Reports on smoking history, alcohol consumption, physical activity, diet, and beliefs about diabetes were assessed, which all relate to individual level influences within a social ecological perspective. Obesity status was represented by body mass index (BMI) and waist-to-hip ratio (WHR) recorded by the interviewers. BMI was calculated using weight (kg)/(height (m))2 derived from medical grade scales and stadiometers. For analysis and table presentation, the following BMI categories were used: 18–24.9; 25–29.9; 30 and above. Waist-to-hip Ratio was categorized by >0.99 for men and >0.92 for women based on the optimal cardiovascular risk identification criteria for Mexican American adults [37]. Current/former smoking (vs. never smoking) was measured by a “yes” or “no” response to the question of “Have you smoked more than 100 cigarettes or five packs of cigarettes in your life?” [38]. Alcohol consumption was measured by number of drinks per year then categorized based on Dietary Guidelines for Americans for “moderate” (or less) drinking as consuming up to two drinks per day for men and up to one drink per day for women [39]. Vigorous/moderate exercise was determined from whether respondents met the CDC’s guidelines in their responses to the brief version of the International Physical Activity Questionnaire [40]: 150 min of moderate-intensity exercise per week or 75 min of vigorous-intensity exercise per week [41]. Inactivity (marker of sedentary status) was determined by whether respondents reported 6 h or more of sitting per day [42]. Diet was assessed by the fruit and vegetable consumption component of the CDC-Behavioral Risk Factor Surveillance System (BRFSS).
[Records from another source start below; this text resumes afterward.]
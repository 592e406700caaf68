use std::str::FromStr;

use anyhow::Result;
use once_cell::sync::OnceCell;
use tracing_subscriber::util::SubscriberInitExt;
use tracing_subscriber::EnvFilter;

/// How log lines are rendered.
#[derive(Debug, Clone, Copy, Default, PartialEq, Eq, serde::Deserialize)]
#[serde(rename_all = "lowercase")]
pub enum Mode {
    #[default]
    Default,
    Compact,
    Json,
    Pretty,
}

type ReloadFn = Box<dyn Fn(&str) -> Result<()> + Send + Sync>;

static RELOAD_HANDLE: OnceCell<ReloadFn> = OnceCell::new();

/// Installs the global subscriber on first call, reloads the level filter on
/// subsequent calls.
pub fn init(level: &str, mode: Mode) -> Result<()> {
    let reload = RELOAD_HANDLE.get_or_try_init(|| -> Result<ReloadFn> {
        let env_filter = EnvFilter::from_str(level)?;

        let filter = tracing_subscriber::fmt()
            .with_line_number(true)
            .with_file(true)
            .with_env_filter(env_filter);

        let reload_fn: ReloadFn = match mode {
            Mode::Default => {
                let builder = filter.with_filter_reloading();
                let handle = builder.reload_handle();
                builder.finish().try_init()?;
                Box::new(move |level| {
                    handle.reload(EnvFilter::from_str(level)?)?;
                    Ok(())
                })
            }
            Mode::Compact => {
                let builder = filter.compact().with_filter_reloading();
                let handle = builder.reload_handle();
                builder.finish().try_init()?;
                Box::new(move |level| {
                    handle.reload(EnvFilter::from_str(level)?)?;
                    Ok(())
                })
            }
            Mode::Json => {
                let builder = filter.json().with_filter_reloading();
                let handle = builder.reload_handle();
                builder.finish().try_init()?;
                Box::new(move |level| {
                    handle.reload(EnvFilter::from_str(level)?)?;
                    Ok(())
                })
            }
            Mode::Pretty => {
                let builder = filter.pretty().with_filter_reloading();
                let handle = builder.reload_handle();
                builder.finish().try_init()?;
                Box::new(move |level| {
                    handle.reload(EnvFilter::from_str(level)?)?;
                    Ok(())
                })
            }
        };

        Ok(reload_fn)
    })?;

    reload(level)?;

    Ok(())
}
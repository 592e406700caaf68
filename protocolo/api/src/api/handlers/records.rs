use bytes::Bytes;
use common::http::ext::{RequestGlobalExt, ResultExt};
use common::make_response;
use hyper::body::Incoming;
use hyper::{header, StatusCode};
use serde_json::json;

use super::{clear_flash, param_id, parse_form, redirect, require_auth};
use crate::api::cookies;
use crate::api::error::Result;
use crate::api::Body;
use crate::database::Protocolo;
use crate::delivery::{self, DeliveryMode};
use crate::global::ApiGlobal;
use crate::label;

#[derive(serde::Deserialize)]
struct AddForm {
    #[serde(default)]
    nome: String,
    #[serde(default)]
    assunto: String,
}

pub async fn index<G: ApiGlobal>(req: hyper::Request<Incoming>) -> Result<hyper::Response<Body>> {
    let global = req.get_global::<G>()?;
    let auth = require_auth(&req).await?;

    let protocolos = Protocolo::list_for_user(global.db(), auth.user.id)
        .await
        .map_err_route((StatusCode::INTERNAL_SERVER_ERROR, "failed to list protocolos"))?;

    let message = cookies::parse(&req, cookies::FLASH_COOKIE);
    let had_flash = message.is_some();

    let mut response = make_response!(StatusCode::OK, json!({ "protocolos": protocolos, "message": message }));
    if had_flash {
        clear_flash(&mut response);
    }

    Ok(response)
}

pub async fn add<G: ApiGlobal>(req: hyper::Request<Incoming>) -> Result<hyper::Response<Body>> {
    let global = req.get_global::<G>()?;
    let auth = require_auth(&req).await?;

    let form: AddForm = parse_form(req).await?;
    let nome = form.nome.trim();
    let assunto = form.assunto.trim();

    if nome.is_empty() || assunto.is_empty() {
        return Ok(redirect("/", Some("Preencha todos os campos!")));
    }

    Protocolo::create(global.db(), auth.user.id, nome, assunto)
        .await
        .map_err_route((StatusCode::INTERNAL_SERVER_ERROR, "failed to create protocolo"))?;

    Ok(redirect("/", Some("Protocolo adicionado com sucesso!")))
}

pub async fn delete<G: ApiGlobal>(req: hyper::Request<Incoming>) -> Result<hyper::Response<Body>> {
    let global = req.get_global::<G>()?;
    let auth = require_auth(&req).await?;
    let id = param_id(&req)?;

    let removed = Protocolo::delete(global.db(), id, auth.user.id)
        .await
        .map_err_route((StatusCode::INTERNAL_SERVER_ERROR, "failed to delete protocolo"))?;

    if removed == 0 {
        return Ok(redirect("/", Some("Protocolo não encontrado!")));
    }

    Ok(redirect("/", Some("Protocolo excluído com sucesso!")))
}

pub async fn print_pdf<G: ApiGlobal>(req: hyper::Request<Incoming>) -> Result<hyper::Response<Body>> {
    let global = req.get_global::<G>()?;
    let auth = require_auth(&req).await?;
    let id = param_id(&req)?;

    let protocolo = owned_record(&global, id, auth.user.id).await?;

    let path = match label::render(&global.config().label, &protocolo).await {
        Ok(path) => path,
        Err(err) => {
            tracing::warn!(error = %err, id, "label render failed");
            return Ok(redirect("/", Some("Erro ao gerar a etiqueta!")));
        }
    };

    let bytes = tokio::fs::read(&path)
        .await
        .map_err_route((StatusCode::INTERNAL_SERVER_ERROR, "failed to read rendered label"))?;

    Ok(attachment(id, bytes))
}

pub async fn print_direct<G: ApiGlobal>(req: hyper::Request<Incoming>) -> Result<hyper::Response<Body>> {
    let global = req.get_global::<G>()?;
    let auth = require_auth(&req).await?;
    let id = param_id(&req)?;

    let protocolo = owned_record(&global, id, auth.user.id).await?;

    let path = match label::render(&global.config().label, &protocolo).await {
        Ok(path) => path,
        Err(err) => {
            tracing::warn!(error = %err, id, "label render failed");
            return Ok(redirect("/", Some(&format!("Erro ao imprimir: {err}"))));
        }
    };

    let mode = global.config().label.dispatch;
    if mode == DeliveryMode::Download {
        let bytes = tokio::fs::read(&path)
            .await
            .map_err_route((StatusCode::INTERNAL_SERVER_ERROR, "failed to read rendered label"))?;

        return Ok(attachment(id, bytes));
    }

    match delivery::dispatch(mode, &path).await {
        Ok(()) => Ok(redirect("/", Some("Protocolo enviado para impressão!"))),
        Err(err) => {
            tracing::warn!(error = %err, id, "print dispatch failed");
            Ok(redirect("/", Some(&format!("Erro ao imprimir: {err}"))))
        }
    }
}

/// Looks up a record and hides it when it belongs to someone else.
async fn owned_record<G: ApiGlobal>(global: &std::sync::Arc<G>, id: i64, user_id: i64) -> Result<Protocolo> {
    let protocolo = Protocolo::get(global.db(), id)
        .await
        .map_err_route((StatusCode::INTERNAL_SERVER_ERROR, "failed to fetch protocolo"))?;

    match protocolo.filter(|p| p.user_id == user_id) {
        Some(protocolo) => Ok(protocolo),
        None => Err((StatusCode::NOT_FOUND, "protocolo não encontrado").into()),
    }
}

fn attachment(id: i64, bytes: Vec<u8>) -> hyper::Response<Body> {
    hyper::Response::builder()
        .status(StatusCode::OK)
        .header(header::CONTENT_TYPE, "application/pdf")
        .header(
            header::CONTENT_DISPOSITION,
            format!("attachment; filename=\"protocolo-{id}.pdf\""),
        )
        .body(Body::new(Bytes::from(bytes)))
        .expect("failed to build response")
}
use argon2::password_hash::rand_core::OsRng;
use argon2::password_hash::SaltString;
use argon2::{Argon2, PasswordHash, PasswordHasher, PasswordVerifier};
use chrono::{DateTime, Utc};
use sqlx::SqlitePool;

#[derive(Debug, Clone, sqlx::FromRow)]
pub struct User {
    /// The unique identifier for the user.
    pub id: i64,
    /// The username of the user, stored lowercased.
    pub username: String,
    /// The hashed password of the user. (argon2)
    pub password_hash: String,
    /// The time the user was created.
    pub created_at: DateTime<Utc>,
}

impl User {
    pub async fn create(db: &SqlitePool, username: &str, password_hash: &str) -> sqlx::Result<Self> {
        sqlx::query_as("INSERT INTO users (username, password_hash, created_at) VALUES ($1, $2, $3) RETURNING *")
            .bind(username)
            .bind(password_hash)
            .bind(Utc::now())
            .fetch_one(db)
            .await
    }

    pub async fn by_username(db: &SqlitePool, username: &str) -> sqlx::Result<Option<Self>> {
        sqlx::query_as("SELECT * FROM users WHERE username = $1")
            .bind(username)
            .fetch_optional(db)
            .await
    }

    pub async fn by_id(db: &SqlitePool, id: i64) -> sqlx::Result<Option<Self>> {
        sqlx::query_as("SELECT * FROM users WHERE id = $1")
            .bind(id)
            .fetch_optional(db)
            .await
    }

    /// Uses argon2 to verify the password hash against the provided password.
    pub fn verify_password(&self, password: &str) -> bool {
        let hash = match PasswordHash::new(&self.password_hash) {
            Ok(hash) => hash,
            Err(err) => {
                tracing::error!("failed to parse password hash: {}", err);
                return false;
            }
        };

        Argon2::default().verify_password(password.as_bytes(), &hash).is_ok()
    }

    pub fn hash_password(password: &str) -> String {
        let salt = SaltString::generate(&mut OsRng);

        let hash = Argon2::default()
            .hash_password(password.as_bytes(), &salt)
            .expect("failed to hash password");

        hash.to_string()
    }

    /// Validates a username.
    pub fn validate_username(username: &str) -> Result<(), &'static str> {
        if username.is_empty() {
            return Err("Informe o usuário");
        }

        if username.len() > 100 {
            return Err("Usuário deve ter no máximo 100 caracteres");
        }

        if !username.chars().all(|c| c.is_ascii_alphanumeric() || c == '_' || c == '.') {
            return Err("Usuário deve conter apenas letras, números, '_' ou '.'");
        }

        Ok(())
    }

    /// Validates a password.
    pub fn validate_password(password: &str) -> Result<(), &'static str> {
        if password.is_empty() {
            return Err("Informe a senha");
        }

        if password.len() > 100 {
            return Err("Senha deve ter no máximo 100 caracteres");
        }

        Ok(())
    }
}
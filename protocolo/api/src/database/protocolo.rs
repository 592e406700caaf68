use chrono::{DateTime, Utc};
use sqlx::SqlitePool;

#[derive(Debug, Clone, sqlx::FromRow, serde::Serialize)]
pub struct Protocolo {
    /// The unique identifier for the record. Assigned by the database,
    /// strictly increasing.
    pub id: i64,
    /// The account that registered the record.
    #[serde(skip_serializing)]
    pub user_id: i64,
    /// Who the record was registered for.
    pub nome: String,
    /// What the record is about.
    pub assunto: String,
    /// When the record was registered.
    pub created_at: DateTime<Utc>,
}

impl Protocolo {
    pub async fn create(db: &SqlitePool, user_id: i64, nome: &str, assunto: &str) -> sqlx::Result<Self> {
        sqlx::query_as("INSERT INTO protocolos (user_id, nome, assunto, created_at) VALUES ($1, $2, $3, $4) RETURNING *")
            .bind(user_id)
            .bind(nome)
            .bind(assunto)
            .bind(Utc::now())
            .fetch_one(db)
            .await
    }

    pub async fn list_for_user(db: &SqlitePool, user_id: i64) -> sqlx::Result<Vec<Self>> {
        sqlx::query_as("SELECT * FROM protocolos WHERE user_id = $1 ORDER BY id ASC")
            .bind(user_id)
            .fetch_all(db)
            .await
    }

    pub async fn get(db: &SqlitePool, id: i64) -> sqlx::Result<Option<Self>> {
        sqlx::query_as("SELECT * FROM protocolos WHERE id = $1")
            .bind(id)
            .fetch_optional(db)
            .await
    }

    /// Returns the number of rows removed. Zero when the record does not
    /// exist or belongs to someone else.
    pub async fn delete(db: &SqlitePool, id: i64, user_id: i64) -> sqlx::Result<u64> {
        let result = sqlx::query("DELETE FROM protocolos WHERE id = $1 AND user_id = $2")
            .bind(id)
            .bind(user_id)
            .execute(db)
            .await?;

        Ok(result.rows_affected())
    }

    /// Timestamp the way it is printed on the label.
    pub fn formatted_timestamp(&self) -> String {
        self.created_at.format("%d/%m/%Y %H:%M:%S").to_string()
    }
}
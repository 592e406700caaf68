mod protocolo;
mod session;
mod user;

pub use protocolo::*;
pub use session::*;
pub use user::*;

/// Brings the schema up at startup. Statements are idempotent so this can run
/// on every boot.
pub async fn migrate(db: &sqlx::SqlitePool) -> anyhow::Result<()> {
    sqlx::query(
        r#"
        CREATE TABLE IF NOT EXISTS users (
            id INTEGER PRIMARY KEY AUTOINCREMENT,
            username TEXT NOT NULL UNIQUE,
            password_hash TEXT NOT NULL,
            created_at TEXT NOT NULL
        )"#,
    )
    .execute(db)
    .await?;

    sqlx::query(
        r#"
        CREATE TABLE IF NOT EXISTS sessions (
            id TEXT PRIMARY KEY,
            user_id INTEGER NOT NULL REFERENCES users (id),
            expires_at TEXT NOT NULL,
            last_used_at TEXT NOT NULL
        )"#,
    )
    .execute(db)
    .await?;

    sqlx::query(
        r#"
        CREATE TABLE IF NOT EXISTS protocolos (
            id INTEGER PRIMARY KEY AUTOINCREMENT,
            user_id INTEGER NOT NULL REFERENCES users (id),
            nome TEXT NOT NULL,
            assunto TEXT NOT NULL,
            created_at TEXT NOT NULL
        )"#,
    )
    .execute(db)
    .await?;

    Ok(())
}
use std::collections::HashMap;
use std::net::SocketAddr;
use std::sync::Arc;
use std::time::Duration;

use bytes::Bytes;
use common::context::Handler;
use common::prelude::FutureTimeout;
use http_body_util::{BodyExt, Full};
use hyper::body::Incoming;
use hyper::{header, Method, Request, Response, StatusCode};
use hyper_util::rt::TokioIo;
use tokio::net::TcpStream;

use super::global::mock_global_state;
use crate::config::AppConfig;
use crate::global::{GlobalConfig, GlobalState};

/// A real server on an ephemeral port plus a cookie-keeping client.
pub struct TestHarness {
    pub global: Arc<GlobalState>,
    handler: Handler,
    addr: SocketAddr,
    cookies: HashMap<String, String>,
    _output_dir: tempfile::TempDir,
}

impl TestHarness {
    pub async fn new() -> Self {
        Self::with_config(|_| {}).await
    }

    pub async fn with_config(tweak: impl FnOnce(&mut AppConfig)) -> Self {
        let output_dir = tempfile::tempdir().expect("failed to create temp dir");

        let mut config = AppConfig::default();
        let port = portpicker::pick_unused_port().expect("no free ports");
        config.api.bind_address = SocketAddr::from(([127, 0, 0, 1], port));
        config.label.output_dir = output_dir.path().to_path_buf();
        config.label.poll_interval_ms = 10;
        tweak(&mut config);

        let (global, handler) = mock_global_state(config).await;

        tokio::spawn(crate::api::run(global.clone()));

        let addr = global.config().api.bind_address;

        // The accept loop comes up asynchronously.
        for _ in 0..50 {
            if TcpStream::connect(addr).await.is_ok() {
                break;
            }
            tokio::time::sleep(Duration::from_millis(10)).await;
        }

        Self {
            global,
            handler,
            addr,
            cookies: HashMap::new(),
            _output_dir: output_dir,
        }
    }

    pub async fn get(&mut self, path: &str) -> Response<Incoming> {
        let req = self
            .request(Method::GET, path)
            .body(Full::new(Bytes::new()))
            .expect("failed to build request");

        self.send(req).await
    }

    pub async fn post_form(&mut self, path: &str, fields: &[(&str, &str)]) -> Response<Incoming> {
        let body = serde_urlencoded::to_string(fields).expect("failed to encode form");
        let req = self
            .request(Method::POST, path)
            .header(header::CONTENT_TYPE, "application/x-www-form-urlencoded")
            .body(Full::new(Bytes::from(body)))
            .expect("failed to build request");

        self.send(req).await
    }

    pub async fn register_and_login(&mut self, username: &str, password: &str) {
        let response = self.post_form("/register", &[("username", username), ("password", password)]).await;
        assert_eq!(response.status(), StatusCode::SEE_OTHER);

        let response = self.post_form("/login", &[("username", username), ("password", password)]).await;
        assert_eq!(response.status(), StatusCode::SEE_OTHER);
        assert!(self.has_session());

        // Start each scenario without the registration flash pending.
        self.cookies.remove("flash");
    }

    pub fn has_session(&self) -> bool {
        self.cookies.contains_key("session")
    }

    pub async fn body_bytes(response: Response<Incoming>) -> Bytes {
        response
            .into_body()
            .collect()
            .await
            .expect("failed to read body")
            .to_bytes()
    }

    pub async fn body_json(response: Response<Incoming>) -> serde_json::Value {
        serde_json::from_slice(&Self::body_bytes(response).await).expect("body was not json")
    }

    /// Reads the flash message the way a browser would see it on `/`.
    pub async fn flash_message(&mut self) -> serde_json::Value {
        let response = self.get("/").await;
        assert_eq!(response.status(), StatusCode::OK);

        let mut body = Self::body_json(response).await;
        body["message"].take()
    }

    pub async fn teardown(self) {
        drop(self.global);
        self.handler.cancel().timeout(Duration::from_secs(5)).await.ok();
    }

    fn request(&self, method: Method, path: &str) -> hyper::http::request::Builder {
        let mut builder = Request::builder().method(method).uri(path).header(header::HOST, "localhost");

        if !self.cookies.is_empty() {
            let cookie_header = self
                .cookies
                .iter()
                .map(|(name, value)| format!("{name}={value}"))
                .collect::<Vec<_>>()
                .join("; ");
            builder = builder.header(header::COOKIE, cookie_header);
        }

        builder
    }

    async fn send(&mut self, req: Request<Full<Bytes>>) -> Response<Incoming> {
        let stream = TcpStream::connect(self.addr).await.expect("failed to connect");
        let (mut sender, conn) = hyper::client::conn::http1::handshake(TokioIo::new(stream))
            .await
            .expect("handshake failed");
        tokio::spawn(conn);

        let response = sender.send_request(req).await.expect("request failed");
        self.store_cookies(&response);
        response
    }

    fn store_cookies(&mut self, response: &Response<Incoming>) {
        for value in response.headers().get_all(header::SET_COOKIE) {
            let Ok(value) = value.to_str() else { continue };
            // Values are kept percent-encoded and echoed back verbatim.
            let Ok(cookie) = cookie::Cookie::parse(value.to_owned()) else {
                continue;
            };

            if cookie.max_age() == Some(cookie::time::Duration::ZERO) || cookie.value().is_empty() {
                self.cookies.remove(cookie.name());
            } else {
                self.cookies.insert(cookie.name().to_owned(), cookie.value().to_owned());
            }
        }
    }
}
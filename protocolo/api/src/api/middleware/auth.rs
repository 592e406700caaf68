use std::sync::Arc;

use common::http::ext::{RequestGlobalExt, ResultExt};
use common::http::router::ext::RequestExt;
use common::http::router::middleware::Middleware;
use common::http::RouteError;
use hyper::StatusCode;

use crate::api::auth::{AuthData, AuthError};
use crate::api::cookies;
use crate::api::error::ApiError;
use crate::api::request_context::RequestContext;
use crate::database::Session;
use crate::global::ApiGlobal;

/// Resolves the session cookie into [`AuthData`] on the request context.
///
/// Requests without a usable cookie pass through unauthenticated; handlers
/// decide whether that matters.
pub fn auth_middleware<G: ApiGlobal>(_: &Arc<G>) -> Middleware<RouteError<ApiError>> {
    Middleware::pre(|mut req| async move {
        let context = RequestContext::default();
        req.provide(context.clone());

        let Some(token) = cookies::parse(&req, cookies::SESSION_COOKIE) else {
            return Ok(req);
        };

        let global = req.get_global::<G>()?;

        let data = match AuthData::from_session_id(&global, &token).await {
            Ok(data) => data,
            Err(err @ AuthError::SessionExpired) => {
                // A stale cookie is the same as no cookie.
                tracing::debug!(error = %err, "ignoring invalid session cookie");
                return Ok(req);
            }
            Err(err) => return Err(err.into()),
        };

        Session::touch(global.db(), &data.session.id)
            .await
            .map_err_route((StatusCode::INTERNAL_SERVER_ERROR, "failed to touch session"))?;

        context.set_auth(data).await;

        Ok(req)
    })
}
use std::fs::File;
use std::io::BufWriter;
use std::path::Path;

use printpdf::{BuiltinFont, Mm, PdfDocument};

use super::{barcode, RenderError};
use crate::config::LabelConfig;
use crate::database::Protocolo;

// 9cm x 5cm, the same label stock the original system printed on.
const PAGE_WIDTH: Mm = Mm(90.0);
const PAGE_HEIGHT: Mm = Mm(50.0);

const MARGIN_LEFT: Mm = Mm(3.5);

pub(super) fn write_label(config: &LabelConfig, protocolo: &Protocolo, path: &Path) -> Result<(), RenderError> {
    let (doc, page, layer) = PdfDocument::new(
        format!("Protocolo {}", protocolo.id),
        PAGE_WIDTH,
        PAGE_HEIGHT,
        "etiqueta",
    );
    let layer = doc.get_page(page).get_layer(layer);

    let bold = doc
        .add_builtin_font(BuiltinFont::HelveticaBold)
        .map_err(|err| RenderError::Pdf(err.to_string()))?;
    let regular = doc
        .add_builtin_font(BuiltinFont::Helvetica)
        .map_err(|err| RenderError::Pdf(err.to_string()))?;

    layer.use_text(&config.title, 10.0, MARGIN_LEFT, Mm(44.0), &bold);
    layer.use_text(format!("Protocolo Nº {}", protocolo.id), 8.0, MARGIN_LEFT, Mm(38.0), &regular);
    layer.use_text(
        format!("Data e Hora: {}", protocolo.formatted_timestamp()),
        8.0,
        MARGIN_LEFT,
        Mm(33.0),
        &regular,
    );
    layer.use_text(format!("Nome: {}", protocolo.nome), 8.0, MARGIN_LEFT, Mm(28.0), &regular);
    layer.use_text(format!("Assunto: {}", protocolo.assunto), 8.0, MARGIN_LEFT, Mm(23.0), &regular);
    layer.use_text(&config.contact, 8.0, MARGIN_LEFT, Mm(18.0), &regular);

    barcode::draw(&layer, &protocolo.id.to_string(), MARGIN_LEFT, Mm(6.0), Mm(8.0))?;

    let file = File::create(path)?;
    doc.save(&mut BufWriter::new(file))
        .map_err(|err| RenderError::Pdf(err.to_string()))?;

    Ok(())
}
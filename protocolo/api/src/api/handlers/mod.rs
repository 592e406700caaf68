use bytes::Bytes;
use common::http::ext::{OptionExt, ResultExt};
use common::http::router::ext::RequestExt;
use http_body_util::BodyExt;
use hyper::body::Incoming;
use hyper::{header, StatusCode};
use serde::de::DeserializeOwned;

use super::auth::{AuthData, AuthError};
use super::cookies;
use super::error::Result;
use super::request_context::RequestContext;
use super::Body;

pub mod auth;
pub mod health;
pub mod records;

/// A 303 redirect, optionally carrying a flash message for the next page load.
pub fn redirect(location: &str, flash: Option<&str>) -> hyper::Response<Body> {
    let mut builder = hyper::Response::builder()
        .status(StatusCode::SEE_OTHER)
        .header(header::LOCATION, location);

    if let Some(message) = flash {
        builder = builder.header(header::SET_COOKIE, cookies::flash(message));
    }

    builder.body(Body::new(Bytes::new())).expect("failed to build response")
}

pub fn set_cookie(response: &mut hyper::Response<Body>, value: &str) {
    if let Ok(value) = header::HeaderValue::from_str(value) {
        response.headers_mut().append(header::SET_COOKIE, value);
    }
}

/// Clears the flash cookie once its message has been rendered into a
/// response.
pub fn clear_flash(response: &mut hyper::Response<Body>) {
    set_cookie(response, &cookies::clear(cookies::FLASH_COOKIE));
}

/// Resolves the request's auth data or redirects to the login form.
///
/// A session that expired after the middleware ran is treated the same as no
/// session.
pub async fn require_auth<B>(req: &hyper::Request<B>) -> Result<AuthData> {
    let context = req
        .data::<RequestContext>()
        .map_err_route((StatusCode::INTERNAL_SERVER_ERROR, "request context missing"))?
        .clone();

    match context.auth().await {
        Ok(Some(auth)) => Ok(auth),
        Ok(None) | Err(AuthError::SessionExpired) => Err(redirect("/login", None).into()),
        Err(err) => Err(err.into()),
    }
}

pub async fn parse_form<T: DeserializeOwned>(req: hyper::Request<Incoming>) -> Result<T> {
    let body = req
        .into_body()
        .collect()
        .await
        .map_err_route((StatusCode::BAD_REQUEST, "failed to read request body"))?
        .to_bytes();

    serde_urlencoded::from_bytes(&body).map_err_route((StatusCode::BAD_REQUEST, "failed to parse form body"))
}

pub fn param_id(req: &hyper::Request<Incoming>) -> Result<i64> {
    req.param("id")
        .and_then(|id| id.parse().ok())
        .map_err_route((StatusCode::BAD_REQUEST, "invalid record id"))
}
While the CDC recommends a minimum serving of three vegetables and two fruits per day [43], the 2009 BRFSS shows that people who consume more than five fruits and vegetable per day represent 23% nationwide [44] and in our study the estimate was a mere 3% of the population. Thus, in our study we use the criteria of whether respondents ate three or more servings of fruits and vegetables. Respondents were also asked to report “yes” or “no” to whether they believed that diabetes was preventable (Table 1).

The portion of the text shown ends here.